On a crisp fall day, Donna M. Gauthier, newly widowed fiancé of U.S. Coast Guard Commander William “Bill” Goetzee, shows a visitor into their suburban home in Laplace, La.
This Christmas will be her first holiday season without him since his arrest on Aug. 2 and his suicide inside Orleans Parish Prison Aug. 7. “Bill’s life should not be remembered or defined by two days in 2011,” Gauthier says.
Goetzee was a decorated hero of both Hurricane Katrina and the Gulf oil spill. His white uniform caps, commendations, oil spill training certificates and college diplomas are spread throughout the house – a neatly mapped coastline of a proud career.
During the first week after Hurricane Katrina hit in 2005, then-Lt.
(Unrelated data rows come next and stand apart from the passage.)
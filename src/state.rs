//! Authoritative per-game state: the aggregate root owning players, teams,
//! structures, the sparse grid, and the dense terrain array — plus the
//! explicit versioned snapshot schema used by write-through persistence.

use crate::catalog::Structure;
use crate::error::EngineError;
use crate::grid::SpatialGrid;
use crate::terrain::TerrainGrid;
use crate::types::{
    GameId, GameMetadata, GamePhase, GameSettings, GridBounds, GridCell, Player, PlayerId,
    Position, StructureId, Team, TeamId,
};
use serde::{Deserialize, Serialize};
use std::collections::{BTreeMap, HashMap};

/// Bump when the snapshot schema changes shape.
pub const SNAPSHOT_VERSION: u32 = 1;

// ---------------------------------------------------------------------------
// Game state
// ---------------------------------------------------------------------------

/// One game's authoritative in-memory state.
///
/// Exclusively owns its players, teams, structures, and grid. Structures are
/// referenced by grid cells but their lifetime is governed solely by the
/// structures map: removal from that map is the single deletion point, and
/// grid cells are cleared as a consequence.
#[derive(Debug, Clone)]
pub struct GameState {
    pub id: GameId,
    pub phase: GamePhase,
    pub settings: GameSettings,
    pub players: HashMap<PlayerId, Player>,
    pub teams: HashMap<TeamId, Team>,
    pub structures: HashMap<StructureId, Structure>,
    pub grid: SpatialGrid,
    /// Generated once at creation, immutable thereafter.
    pub terrain: TerrainGrid,
    pub created_at: u64,
    pub updated_at: u64,
    /// Mutation counter; stamps every broadcast so delivery order can match
    /// server-side mutation order.
    pub seq: u64,
}

impl GameState {
    pub fn new(id: impl Into<GameId>, settings: GameSettings, terrain: TerrainGrid, now: u64) -> Self {
        Self {
            id: id.into(),
            phase: GamePhase::Waiting,
            settings,
            players: HashMap::new(),
            teams: HashMap::new(),
            structures: HashMap::new(),
            grid: SpatialGrid::new(),
            terrain,
            created_at: now,
            updated_at: now,
            seq: 0,
        }
    }

    pub fn metadata(&self) -> GameMetadata {
        GameMetadata {
            game_id: self.id.clone(),
            player_count: self.players.len(),
            active_player_count: self.players.values().filter(|p| p.online).count(),
            status: self.phase,
            map_width: self.settings.map_width,
            map_height: self.settings.map_height,
        }
    }

    pub fn touch(&mut self, now: u64) {
        self.updated_at = now;
        self.seq += 1;
    }

    // -----------------------------------------------------------------------
    // Phase
    // -----------------------------------------------------------------------

    pub fn set_phase(&mut self, next: GamePhase) -> Result<(), EngineError> {
        if !self.phase.can_transition(next) {
            return Err(EngineError::Validation(
                crate::error::RejectReason::MalformedAction(format!(
                    "illegal phase transition {} -> {}",
                    self.phase, next
                )),
            ));
        }
        self.phase = next;
        Ok(())
    }

    // -----------------------------------------------------------------------
    // Players & teams
    // -----------------------------------------------------------------------

    /// Insert a player and register them with their team, creating the team
    /// on first sight. Capacity is the manager's concern, not this method's.
    pub fn add_player(&mut self, player: Player) {
        self.teams
            .entry(player.team.clone())
            .or_insert_with(|| Team::new(player.team.clone()))
            .members
            .insert(player.id.clone());
        self.players.insert(player.id.clone(), player);
    }

    pub fn set_player_online(&mut self, player: &str, online: bool, now: u64) -> bool {
        match self.players.get_mut(player) {
            Some(p) => {
                p.online = online;
                p.last_seen = now;
                true
            }
            None => false,
        }
    }

    // -----------------------------------------------------------------------
    // Structures
    // -----------------------------------------------------------------------

    /// Insert a placed structure, writing every footprint cell.
    pub fn insert_structure(&mut self, structure: Structure) {
        for &pos in &structure.positions {
            self.grid
                .set(pos, GridCell::occupied(structure.id.clone(), structure.team.clone()));
        }
        self.grid.bounds_update(&structure.positions);
        self.structures.insert(structure.id.clone(), structure);
    }

    /// Remove a structure. Grid cells are cleared as a consequence of the
    /// map removal, never the other way around.
    pub fn remove_structure(&mut self, id: &str) -> Result<Structure, EngineError> {
        let structure = self
            .structures
            .remove(id)
            .ok_or_else(|| EngineError::not_found("structure", id))?;
        for &pos in &structure.positions {
            self.grid.delete(pos);
        }
        Ok(structure)
    }

    /// Transfer a structure to a new team/player and retarget every one of
    /// its occupied cells in the same operation, so no reader can observe
    /// the two halves disagreeing.
    pub fn capture_structure(
        &mut self,
        id: &str,
        team: &TeamId,
        player: &PlayerId,
        now: u64,
    ) -> Result<(), EngineError> {
        let structure = self
            .structures
            .get_mut(id)
            .ok_or_else(|| EngineError::not_found("structure", id))?;
        structure.team = team.clone();
        structure.player = player.clone();
        structure.updated_at = now;
        let positions = structure.positions.clone();
        for pos in positions {
            if let Some(cell) = self.grid.get(pos).cloned() {
                self.grid.set(
                    pos,
                    GridCell {
                        team: team.clone(),
                        ..cell
                    },
                );
            }
        }
        Ok(())
    }

    // -----------------------------------------------------------------------
    // Integrity
    // -----------------------------------------------------------------------

    /// Full referential-integrity sweep: grid ↔ structures plus player ↔
    /// team membership, in one pass.
    pub fn validate_referential_integrity(&self) -> Result<(), EngineError> {
        self.grid.validate_consistency(&self.structures)?;

        let mut violations = Vec::new();
        for (id, player) in &self.players {
            match self.teams.get(&player.team) {
                None => violations.push(format!("player {id} references missing team {}", player.team)),
                Some(team) if !team.members.contains(id) => {
                    violations.push(format!("team {} does not list member {id}", player.team))
                }
                Some(_) => {}
            }
        }
        for (id, team) in &self.teams {
            for member in &team.members {
                if !self.players.contains_key(member) {
                    violations.push(format!("team {id} lists missing player {member}"));
                }
            }
        }

        if violations.is_empty() {
            Ok(())
        } else {
            Err(EngineError::Consistency(violations.join("; ")))
        }
    }

    // -----------------------------------------------------------------------
    // Snapshots
    // -----------------------------------------------------------------------

    pub fn to_snapshot(&self) -> SnapshotEnvelope {
        let state = StateSnapshot {
            id: self.id.clone(),
            phase: self.phase,
            settings: self.settings.clone(),
            players: self.players.iter().map(|(k, v)| (k.clone(), v.clone())).collect(),
            teams: self.teams.iter().map(|(k, v)| (k.clone(), v.clone())).collect(),
            structures: self
                .structures
                .iter()
                .map(|(k, v)| (k.clone(), v.clone()))
                .collect(),
            grid: self
                .grid
                .iter()
                .map(|(pos, cell)| (pos.key(), cell.clone()))
                .collect(),
            grid_bounds: self.grid.bounds(),
            terrain: self.terrain.clone(),
            created_at: self.created_at,
            updated_at: self.updated_at,
            seq: self.seq,
        };
        SnapshotEnvelope::seal(state)
    }

    pub fn from_snapshot(envelope: SnapshotEnvelope) -> Result<Self, EngineError> {
        envelope.verify()?;
        let state = envelope.state;

        let mut grid = SpatialGrid::new();
        for (key, cell) in state.grid {
            let pos = Position::from_key(&key).ok_or_else(|| {
                EngineError::Persistence(format!("unparseable grid key {key:?}"))
            })?;
            grid.set(pos, cell);
        }
        if let Some(bounds) = state.grid_bounds {
            grid.bounds_update(&[
                Position::new(bounds.min_x, bounds.min_y),
                Position::new(bounds.max_x, bounds.max_y),
            ]);
        }

        Ok(Self {
            id: state.id,
            phase: state.phase,
            settings: state.settings,
            players: state.players.into_iter().collect(),
            teams: state.teams.into_iter().collect(),
            structures: state.structures.into_iter().collect(),
            grid,
            terrain: state.terrain,
            created_at: state.created_at,
            updated_at: state.updated_at,
            seq: state.seq,
        })
    }
}

// ---------------------------------------------------------------------------
// Snapshot schema
// ---------------------------------------------------------------------------

/// Serialized game state. Map-like fields use order-irrelevant string-keyed
/// objects (grid cells keyed by `"{x},{y}"`); `BTreeMap` keeps the encoded
/// form byte-stable so the envelope checksum is reproducible.
#[derive(Debug, Clone, PartialEq, Serialize, Deserialize)]
pub struct StateSnapshot {
    pub id: GameId,
    pub phase: GamePhase,
    pub settings: GameSettings,
    pub players: BTreeMap<String, Player>,
    pub teams: BTreeMap<String, Team>,
    pub structures: BTreeMap<String, Structure>,
    pub grid: BTreeMap<String, GridCell>,
    pub grid_bounds: Option<GridBounds>,
    pub terrain: TerrainGrid,
    pub created_at: u64,
    pub updated_at: u64,
    pub seq: u64,
}

/// Versioned snapshot envelope written to the cache collaborator.
#[derive(Debug, Clone, PartialEq, Serialize, Deserialize)]
pub struct SnapshotEnvelope {
    pub version: u32,
    /// md5 of the serialized `state` payload.
    pub checksum: String,
    pub state: StateSnapshot,
}

impl SnapshotEnvelope {
    fn seal(state: StateSnapshot) -> Self {
        Self {
            version: SNAPSHOT_VERSION,
            checksum: Self::digest(&state),
            state,
        }
    }

    fn digest(state: &StateSnapshot) -> String {
        let payload = serde_json::to_vec(state).unwrap_or_default();
        format!("{:x}", md5::compute(payload))
    }

    /// Check version and payload checksum before rehydration.
    pub fn verify(&self) -> Result<(), EngineError> {
        if self.version != SNAPSHOT_VERSION {
            return Err(EngineError::Persistence(format!(
                "snapshot version {} unsupported (expected {})",
                self.version, SNAPSHOT_VERSION
            )));
        }
        let actual = Self::digest(&self.state);
        if actual != self.checksum {
            return Err(EngineError::Persistence(format!(
                "snapshot checksum mismatch for game {}",
                self.state.id
            )));
        }
        Ok(())
    }

    pub fn to_bytes(&self) -> Result<Vec<u8>, EngineError> {
        serde_json::to_vec(self).map_err(|e| EngineError::Persistence(e.to_string()))
    }

    pub fn from_bytes(bytes: &[u8]) -> Result<Self, EngineError> {
        serde_json::from_slice(bytes).map_err(|e| EngineError::Persistence(e.to_string()))
    }
}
Commander Goetzee responded to more than 1,600 distress calls, according to a medaled commendation. “He also coordinated a joint effort between the Coast Guard and the United States Navy, resulting in the rescue of critical care patients at Charity Hospital.” In addition, he secured the delivery of fresh drinking water to the storm-weary crew of a ship under a Lithuanian flag.
In 2010, Goetzee’s environmental expertise helped the Coast Guard battle the worst offshore oil spill in U.S. history.
“His clear and effective communication of updated results allowed senior decision-makers, including the National Incident Commander [Admiral Thad Allen], to make critical national-level response decisions,” read a medaled commendation issued weeks before Goetzee’s death.
He coordinated the Coast Guard’s subsurface monitoring program of the leaking wellhead in the Gulf. He also developed a streamlined decontamination process guide for maritime vessels, which became the standard during the environmental disaster.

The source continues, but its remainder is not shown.